What to do if you're tired of your program

You've been working on your program of activities for, say, weeks, or months, and you feel burnt out. Yes, you felt that your program was good for you, but you're bored, or resentful for having to work on getting better in the first place, or tired of not reaching your goals yet. So now what?
Here are a few thoughts, some of which may work for you.
- Accept yourself and your feelings. You're not the first or the last who feels like this, and it's okay. Feeling guilty or beating up on yourself will just make you feel worse and add to your stress.
- Consider taking a break from your program altogether. But rather than just letting all your work so far fizzle, make a decision in advance about the length of your break. Do you need a week? A month? Until after the holidays? Set a date in your calendar to return to your program.
- Consider shortening your program for a period of time. Even if it was a 10-minute-a-day program, make it shorter. One way to do it is to rotate between activities. The ones you didn't do today can be the ones you start with tomorrow. Another way to do it is to choose a few, and stick with them. My experience has been that if the activities you stick with are ones that specifically address the vestibular system, you may even make progress if this is all you do. The vestibular system supports the sense of body-in-space, and muscle tone, and visual function, and your general sense of safety in the world, as well as other parts of the nervous system. If I had to pick one system to support, this would be the one.
- If you've been doing your activities 7 days a week, you can give yourself a break by practicing 5 days and taking two days a week off. And no, I'm not going to suggest that if you were practicing 5 days a week you bring it down to three. In this case you may as well take a complete break and rest from your program altogether.
- If you've used other activities earlier in your program of self-help, think of those as your "tool box". If what you need is just to freshen up your daily program, return to some of the activities which you liked in the past, and take a break from those that you're tired of doing right now.
- Better yet, get together with your practitioner and challenge her or him to replace the activities that you don't care to continue.

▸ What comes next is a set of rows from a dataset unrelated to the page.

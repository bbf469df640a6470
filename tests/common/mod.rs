#![allow(dead_code)]

use std::cell::RefCell;

use camino::{Utf8Path, Utf8PathBuf};
use chrono::{NaiveDate, NaiveDateTime};
use neowise::{
    mpc_request::{EphemerisProvider, EphemerisRecord},
    neowise_errors::NeowiseError,
    plot::{FigureWriter, VisibilityFigure},
};

/// Comet position used by the offline pipeline, 2020-07-23 00:00 UTC.
pub fn neowise_record(start: NaiveDateTime) -> EphemerisRecord {
    EphemerisRecord {
        date: start,
        ra: 210.5,
        dec: 44.0,
        delta: Some(0.694),
        r: Some(0.626),
        elongation: Some(65.0),
        phase: Some(86.6),
        magnitude: Some(3.0),
    }
}

/// Local wall-clock time of the run: 2020-07-22 21:37 BST.
pub fn fixed_clock() -> NaiveDateTime {
    NaiveDate::from_ymd_opt(2020, 7, 22)
        .unwrap()
        .and_hms_opt(21, 37, 0)
        .unwrap()
}

/// Answers every request with a fixed position and remembers the requests.
#[derive(Debug, Default)]
pub struct FixedEphemeris {
    pub requests: RefCell<Vec<(String, NaiveDateTime, usize)>>,
}

impl EphemerisProvider for FixedEphemeris {
    fn ephemeris(
        &self,
        designation: &str,
        start: NaiveDateTime,
        number: usize,
    ) -> Result<Vec<EphemerisRecord>, NeowiseError> {
        self.requests
            .borrow_mut()
            .push((designation.to_string(), start, number));
        Ok(vec![neowise_record(start)])
    }
}

/// A service that knows nothing.
#[derive(Debug, Default)]
pub struct EmptyEphemeris;

impl EphemerisProvider for EmptyEphemeris {
    fn ephemeris(
        &self,
        _designation: &str,
        _start: NaiveDateTime,
        _number: usize,
    ) -> Result<Vec<EphemerisRecord>, NeowiseError> {
        Ok(vec![])
    }
}

/// Keeps the figures in memory and leaves an empty marker file at each path.
#[derive(Debug, Default)]
pub struct RecordingWriter {
    pub figures: RefCell<Vec<(Utf8PathBuf, VisibilityFigure)>>,
}

impl FigureWriter for RecordingWriter {
    fn write(&self, figure: &VisibilityFigure, path: &Utf8Path) -> Result<(), NeowiseError> {
        std::fs::write(path, b"")?;
        self.figures
            .borrow_mut()
            .push((path.to_path_buf(), figure.clone()));
        Ok(())
    }
}

/// A fresh, empty directory under the system temporary directory.
pub fn scratch_dir(name: &str) -> Utf8PathBuf {
    let dir = std::env::temp_dir().join(format!("neowise-{name}-{}", std::process::id()));
    if dir.exists() {
        std::fs::remove_dir_all(&dir).unwrap();
    }
    std::fs::create_dir_all(&dir).unwrap();
    Utf8PathBuf::from_path_buf(dir).unwrap()
}

/// Names of the files in `dir`.
pub fn file_names(dir: &Utf8Path) -> Vec<String> {
    let mut names: Vec<String> = dir
        .read_dir_utf8()
        .unwrap()
        .map(|entry| entry.unwrap().file_name().to_string())
        .collect();
    names.sort();
    names
}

Your challenge may be different - perhaps the program you're following is not for yourself at all, but for your child or someone else you are helping. And that daily repetition can be tiring. If the person you're caring for is the one who needs the break, then all the suggestions above are relevant just the same. But if the person you're helping wishes to continue while you are the one who is burnt out, try to get help. Recruit, if possible, a family member, a roommate, a friend, a volunteer, who can come in more or less regularly and relieve you of some of your caregiving responsibilities, including, specifically, the program of activities that you're tired of following. And make a point of taking care of yourself.